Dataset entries
--
impl<'p> StructureRenderer<'p> {
    pub fn new(profile: &'p RenderProfile) -> Self {
        Self { profile }
    }

    /// Sections ranked by the canonical order; unranked sections follow in
    /// their original relative order.
    pub fn order_sections<'s>(&self, structure: &'s ResumeStructure) -> Vec<&'s Section> {
        let order = &self.profile.canonical_order;
        let mut sections: Vec<&Section> = structure.sections().iter().collect();
        sections.sort_by_key(|section| order.rank(&section.name).unwrap_or(usize::MAX));
        sections
    }

    /// Render a structure to canonical text, injecting corpus keywords the
    /// content does not mention yet.
    pub fn render(&self, structure: &ResumeStructure, corpus: &KeywordCorpus, apply_formatting: bool) -> String {
        let mut blocks: Vec<Block> = self
            .order_sections(structure)
            .into_iter()
            .filter(|section| !section.is_empty())
            .map(|section| self.block(section))
            .collect();

        if apply_formatting {
            for block in &mut blocks {
                block.title = self.normalize_capitalization(&block.title);
                for line in &mut block.lines {
                    *line = self.normalize_capitalization(line);
                }
            }
        }

        let draft = serialize(&blocks);
        let missing = CoverageAnalyzer::new(corpus).compute_coverage(&draft).missing;
        let additions = dedupe_sorted(missing.iter().map(|k| self.format_keyword(k)).collect());
        debug!("{} keywords to inject", additions.len());

        match blocks.iter_mut().find(|block| block.is_keywords()) {
            Some(block) => {
                let existing = keyword_entries(&block.lines);
                let merged = merge_keyword_lists(&existing, &additions);
                if !merged.is_empty() {
                    block.lines = vec![self.keyword_line(&merged, apply_formatting)];
                }
            }
            None if !additions.is_empty() => {
                info!("Appending Keywords section with {} entries", additions.len());
                blocks.push(Block {
                    name: KEYWORDS.to_string(),
                    title: KEYWORDS.to_string(),
                    lines: vec![self.keyword_line(&additions, apply_formatting)],
                });
            }
            None => {}
        }

        serialize(&blocks)
    }

    /// Replace whole-word alias matches with their canonical form and escape
    /// standalone ampersands for the typesetting pipeline.
    pub fn normalize_capitalization(&self, text: &str) -> String {
        let mut normalized = text.to_string();

        for (term, canonical) in self.profile.special_terms.longest_first() {
            let Some(pattern) = keyword_pattern(term) else {
                continue;
            };
            normalized = pattern
                .replace_all(&normalized, |caps: &Captures| {
                    let matched = &caps[0];
                    if matched.to_lowercase() == term {
                        canonical.to_string()
                    } else {
                        matched.to_string()
                    }
                })
                .into_owned();
        }

        normalized.replace(" & ", " \\& ")
    }

    /// Display form of an injected keyword: canonical alias, else title case
    /// for all-lowercase text, else unchanged.
    pub fn format_keyword(&self, keyword: &Keyword) -> String {
        if let Some(canonical) = &keyword.canonical {
            return canonical.clone();
        }
        if let Some(canonical) = self.profile.special_terms.canonical(&keyword.text) {
            return canonical.to_string();
        }
        if keyword.text == keyword.text.to_lowercase() {
            title_case(&keyword.text)
        } else {
            keyword.text.clone()
        }
    }

    fn block(&self, section: &Section) -> Block {
        let bulleted = self.profile.is_bullet_section(&section.name);
        let lines = section
            .items
            .iter()
            .map(|item| {
                let prefixed = item.trim_start().starts_with(['-', '*']);
                if prefixed || !bulleted {
                    item.clone()
                } else {
                    format!("- {}", item)
                }
            })
            .collect();

        Block {
            name: section.name.clone(),
            title: section.name.clone(),
            lines,
        }
    }

    fn keyword_line(&self, entries: &[String], apply_formatting: bool) -> String {
        let line = entries.join(", ");
        if apply_formatting {
            self.normalize_capitalization(&line)
        } else {
            line
        }
    }
}

fn serialize(blocks: &[Block]) -> String {
    let mut lines: Vec<String> = Vec::new();

    for block in blocks.iter().filter(|b| !b.lines.is_empty()) {
        if block.is_header() {
            lines.extend(block.lines.iter().cloned());
            continue;
        }

        if !lines.is_empty() {
            lines.push(String::new());
        }
        lines.push(format!("## {}", block.title));
        if block.is_keywords() {
            lines.push(String::new());
        }
        lines.extend(block.lines.iter().cloned());
    }

    if lines.is_empty() {
        return String::new();
    }
    let mut output = lines.join("\n");
    output.push('\n');
    output
}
--
TASK REQUIREMENTS
Pull out each record as written and restate it exactly.

EXERCISE RESULT
impl<'p> StructureRenderer<'p> {
    pub fn new(profile: &'p RenderProfile) -> Self {
        Self { profile }
    }

    /// Sections ranked by the canonical order; unranked sections follow in
    /// their original relative order.
    pub fn order_sections<'s>(&self, structure: &'s ResumeStructure) -> Vec<&'s Section> {
        let order = &self.profile.canonical_order;
        let mut sections: Vec<&Section> = structure.sections().iter().collect();
        sections.sort_by_key(|section| order.rank(&section.name).unwrap_or(usize::MAX));
        sections
    }

    /// Render a structure to canonical text, injecting corpus keywords the
    /// content does not mention yet.
    pub fn render(&self, structure: &ResumeStructure, corpus: &KeywordCorpus, apply_formatting: bool) -> String {
        let mut blocks: Vec<Block> = self
            .order_sections(structure)
            .into_iter()
            .filter(|section| !section.is_empty())
            .map(|section| self.block(section))
            .collect();

        if apply_formatting {
            for block in &mut blocks {
                block.title = self.normalize_capitalization(&block.title);
                for line in &mut block.lines {
                    *line = self.normalize_capitalization(line);
                }
            }
        }

        let draft = serialize(&blocks);
        let missing = CoverageAnalyzer::new(corpus).compute_coverage(&draft).missing;
        let additions = dedupe_sorted(missing.iter().map(|k| self.format_keyword(k)).collect());
        debug!("{} keywords to inject", additions.len());

        match blocks.iter_mut().find(|block| block.is_keywords()) {
            Some(block) => {
                let existing = keyword_entries(&block.lines);
                let merged = merge_keyword_lists(&existing, &additions);
                if !merged.is_empty() {
                    block.lines = vec![self.keyword_line(&merged, apply_formatting)];
                }
            }
            None if !additions.is_empty() => {
                info!("Appending Keywords section with {} entries", additions.len());
                blocks.push(Block {
                    name: KEYWORDS.to_string(),
                    title: KEYWORDS.to_string(),
                    lines: vec![self.keyword_line(&additions, apply_formatting)],
                });
            }
            None => {}
        }

        serialize(&blocks)
    }

    /// Replace whole-word alias matches with their canonical form and escape
    /// standalone ampersands for the typesetting pipeline.
    pub fn normalize_capitalization(&self, text: &str) -> String {
        let mut normalized = text.to_string();

        for (term, canonical) in self.profile.special_terms.longest_first() {
            let Some(pattern) = keyword_pattern(term) else {
                continue;
            };
            normalized = pattern
                .replace_all(&normalized, |caps: &Captures| {
                    let matched = &caps[0];
                    if matched.to_lowercase() == term {
                        canonical.to_string()
                    } else {
                        matched.to_string()
                    }
                })
                .into_owned();
        }

        normalized.replace(" & ", " \\& ")
    }

    /// Display form of an injected keyword: canonical alias, else title case
    /// for all-lowercase text, else unchanged.
    pub fn format_keyword(&self, keyword: &Keyword) -> String {
        if let Some(canonical) = &keyword.canonical {
            return canonical.clone();
        }
        if let Some(canonical) = self.profile.special_terms.canonical(&keyword.text) {
            return canonical.to_string();
        }
        if keyword.text == keyword.text.to_lowercase() {
            title_case(&keyword.text)
        } else {
            keyword.text.clone()
        }
    }

    fn block(&self, section: &Section) -> Block {
        let bulleted = self.profile.is_bullet_section(&section.name);
        let lines = section
            .items
            .iter()
            .map(|item| {
                let prefixed = item.trim_start().starts_with(['-', '*']);
                if prefixed || !bulleted {
                    item.clone()
                } else {
                    format!("- {}", item)
                }
            })
            .collect();

        Block {
            name: section.name.clone(),
            title: section.name.clone(),
            lines,
        }
    }

    fn keyword_line(&self, entries: &[String], apply_formatting: bool) -> String {
        let line = entries.join(", ");
        if apply_formatting {
            self.normalize_capitalization(&line)
        } else {
            line
        }
    }
}

fn serialize(blocks: &[Block]) -> String {
    let mut lines: Vec<String> = Vec::new();

    for block in blocks.iter().filter(|b| !b.lines.is_empty()) {
        if block.is_header() {
            lines.extend(block.lines.iter().cloned());
            continue;
        }

        if !lines.is_empty() {
            lines.push(String::new());
        }
        lines.push(format!("## {}", block.title));
        if block.is_keywords() {
            lines.push(String::new());
        }
        lines.extend(block.lines.iter().cloned());
    }

    if lines.is_empty() {
        return String::new();
    }
    let mut output = lines.join("\n");
    output.push('\n');
    output
}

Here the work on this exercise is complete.